Salginatobel Bridge is a reinforced concrete arch bridge designed by Swiss civil engineer Robert Maillart. It was constructed across an alpine ravine in the grisonian Prättigau, belonging to the municipality of Schiers, in Switzerland between 1929 and 1930. In 1991, it was declared an International Historic Civil Engineering Landmark, the thirteenth such structure and the first concrete bridge so designated.

As with his Schwandbach Bridge and Vessy Bridge, the structure's fame among civil engineers is a consequence of the techniques involved and the elegance of its design rather than its prominent location: it connects the village Schiers – on valley floor of the route between Landquart and Davos – with the alpine hamlet Schuders of almost 100 people, where the alpine post road ends, but is often visited by designers.

== Design and history ==
Maillart had previously designed a three-hinged arch bridge over the Rhine at Tavanasa in 1904. In the 51 m span Tavanasa bridge, the arch is thinnest at its crown and springing points, thickening in between to reflect the shape of its bending moment diagram. This bridge was destroyed by an avalanche in September 1927. Although Maillart didn't win the contract for a replacement bridge, he entered a competition the following year for the bridge at Salginatobel, with a three-hinged arch spanning 90 m that used the same overall form as at Tavanasa. In conjunction with contractor Florian Prader, Maillart's design was the least expensive of nineteen entries.

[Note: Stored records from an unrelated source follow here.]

impl EnvironmentProfile {
    /// Resolve the profile from the process environment.
    pub fn from_env() -> Result<Self, ConfigError> {
        Self::from_vars(&env::vars().collect())
    }

    /// Resolve the profile from the process environment seeded by an env file.
    ///
    /// Variables already present in the process environment win over the file.
    pub fn from_env_file(path: &Path) -> Result<Self, ConfigError> {
        let mut vars = read_env_file(path)?;
        vars.extend(env::vars());
        Self::from_vars(&vars)
    }

    /// Resolve the profile from a HashMap (for testing).
    pub fn from_vars(vars: &HashMap<String, String>) -> Result<Self, ConfigError> {
        let environment = match lookup(vars, ENVIRONMENT_VAR) {
            Some(value) => value.parse()?,
            None => Environment::Local,
        };

        let base_url = match lookup(vars, BASE_URL_VAR) {
            Some(value) => parse_url(BASE_URL_VAR, value)?,
            None if environment == Environment::Local => {
                parse_url(BASE_URL_VAR, DEFAULT_LOCAL_BASE_URL)?
            }
            None => return Err(ConfigError::MissingEnvVar(BASE_URL_VAR.to_string())),
        };

        let timeout = match lookup(vars, TIMEOUT_VAR) {
            Some(value) => parse_timeout(value)?,
            None => DEFAULT_TIMEOUT,
        };

        let smoke_enabled = flag(vars, SMOKE_ENABLE_VAR);
        let production_opt_in = flag(vars, PRODUCTION_OPT_IN_VAR);

        let extra_credentials = CREDENTIAL_VARS
            .iter()
            .filter_map(|name| {
                lookup(vars, name).map(|value| (name.to_string(), SecretString::from(value)))
            })
            .collect();

        let mut targets = BTreeMap::new();
        for kind in TargetKind::DEPLOYMENT_ORDER {
            let endpoint = resolve_target(vars, kind, environment, &base_url)?;
            targets.insert(kind, endpoint);
        }

        let probe = resolve_probe(vars, timeout)?;

        let aws_region = lookup(vars, "AWS_REGION")
            .unwrap_or(DEFAULT_AWS_REGION)
            .to_string();

        // The emulation layer serves Secrets Manager on the edge URL.
        let secrets_manager_endpoint = match lookup(vars, SECRETS_MANAGER_ENDPOINT_VAR) {
            Some(value) => parse_url(SECRETS_MANAGER_ENDPOINT_VAR, value)?,
            None if environment == Environment::Local => base_url.clone(),
            None => parse_url(
                SECRETS_MANAGER_ENDPOINT_VAR,
                &format!("https://secretsmanager.{}.amazonaws.com", aws_region),
            )?,
        };

        let knox_api_key_secret = lookup(vars, KNOX_API_KEY_SECRET_VAR).map(str::to_string);

        let ingestion_queue = if let Some(url) = lookup(vars, "KNOX_INGESTION_QUEUE_URL") {
            QueueRef::Url(url.to_string())
        } else if let Some(name) = lookup(vars, "KNOX_INGESTION_QUEUE_NAME") {
            QueueRef::Name(name.to_string())
        } else if environment == Environment::Local {
            QueueRef::Name(LOCAL_INGESTION_QUEUE_NAME.to_string())
        } else {
            QueueRef::Name(DEPLOYED_INGESTION_QUEUE_NAME.to_string())
        };

        let test_organization_id = match lookup(vars, "TEST_ORGANIZATION_ID") {
            Some(value) => Some(OrganizationId(
                Uuid::parse_str(value)
                    .map_err(|_| ConfigError::InvalidOrganizationId(value.to_string()))?,
            )),
            None if environment == Environment::Local => Some(OrganizationId::new()),
            None => None,
        };

        let template_path = match lookup(vars, "NTDV1_TEMPLATE_PATH") {
            Some(value) => {
                let path = PathBuf::from(value);
                if !path.is_file() {
                    return Err(ConfigError::TemplateNotFound(path));
                }
                Some(path)
            }
            None => None,
        };

        Ok(Self {
            environment,
            base_url,
            timeout,
            smoke_enabled,
            production_opt_in,
            extra_credentials,
            targets,
            probe,
            aws_region,
            ingestion_queue,
            test_organization_id,
            template_path,
            knox_api_key_secret,
            secrets_manager_endpoint,
        })
    }

    pub fn environment(&self) -> Environment {
        self.environment
    }

    pub fn base_url(&self) -> &Url {
        &self.base_url
    }

    pub fn timeout(&self) -> Duration {
        self.timeout
    }

    pub fn smoke_enabled(&self) -> bool {
        self.smoke_enabled
    }

    pub fn production_opt_in(&self) -> bool {
        self.production_opt_in
    }

    pub fn extra_credentials(&self) -> &BTreeMap<String, SecretString> {
        &self.extra_credentials
    }

    /// Look up one credential by variable name.
    pub fn credential(&self, name: &str) -> Option<&SecretString> {
        self.extra_credentials.get(name)
    }

    /// Endpoint of a service target. Every target is resolved, so this is total.
    pub fn target(&self, kind: TargetKind) -> Option<&TargetEndpoint> {
        self.targets.get(&kind)
    }

    pub fn probe(&self) -> &ProbePolicy {
        &self.probe
    }

    pub fn aws_region(&self) -> &str {
        &self.aws_region
    }

    pub fn ingestion_queue(&self) -> &QueueRef {
        &self.ingestion_queue
    }

    pub fn test_organization_id(&self) -> Option<OrganizationId> {
        self.test_organization_id
    }

    pub fn template_path(&self) -> Option<&Path> {
        self.template_path.as_deref()
    }

    /// Name of the secret holding the Knox API key.
    pub fn knox_api_key_secret(&self) -> Option<&str> {
        self.knox_api_key_secret.as_deref()
    }

    pub fn secrets_manager_endpoint(&self) -> &Url {
        &self.secrets_manager_endpoint
    }
}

The Salginatobel bridge arch is 133 m long in total, and its main element is a hollow concrete box girder over the central part of the arch. It carries a roadway 3.5 m wide, supported on reinforced concrete pillars above the ends of the arches.

The falsework was built by the Graubünden carpenter Richard Coray in late summer 1929, and the rest of the construction started in 1930. The bridge was officially opened on 18 August 1930.

Although regarded as a pioneering work, several aspects of its construction lacked durability, such as the absence of bridge deck waterproofing, low concrete cover and poor drainage. In 1975 and 1976 it was extensively repaired, the parapets were modified, and waterproofing was added. However, by 1991, deterioration had continued, with the parapets becoming unsafe. The waterproofing and drainage were replaced and amended, and most of the existing concrete surface removed and replaced by shotcrete. The parapets were completely rebuilt. Completed in 1998, this repair work cost 1.3 million US dollars.

== Praise and criticism ==
- 1947, the bridge was featured with other of Maillart's works in a four-month exhibit at the Museum of Modern Art, New York
- Salginatobel Bridge was designated a Swiss heritage site of national significance.
- 1991, it was designated an International Historic Civil Engineering Landmark by the American Society of Civil Engineers

The bridge has received widespread attention since its innovative design and construction, including considerable praise from other bridge engineers, architects and architectural historians. Writing in 2000, Heinrich Figi said:

From a conceptual point of view, the Salginatobel Bridge is an excellent structure.

David P. Billington has been particularly enthusiastic about the bridge:

Its visual elegance ... goes together with its technical brilliance.

Such works at Maillart's, being at the very highest level of engineering achievement and being works of art, must be protected.

The German bridge engineer Fritz Leonhardt has suggested that:

These Maillart-type arch bridges only look good in special situations as here over a gorge and against a mountainous background.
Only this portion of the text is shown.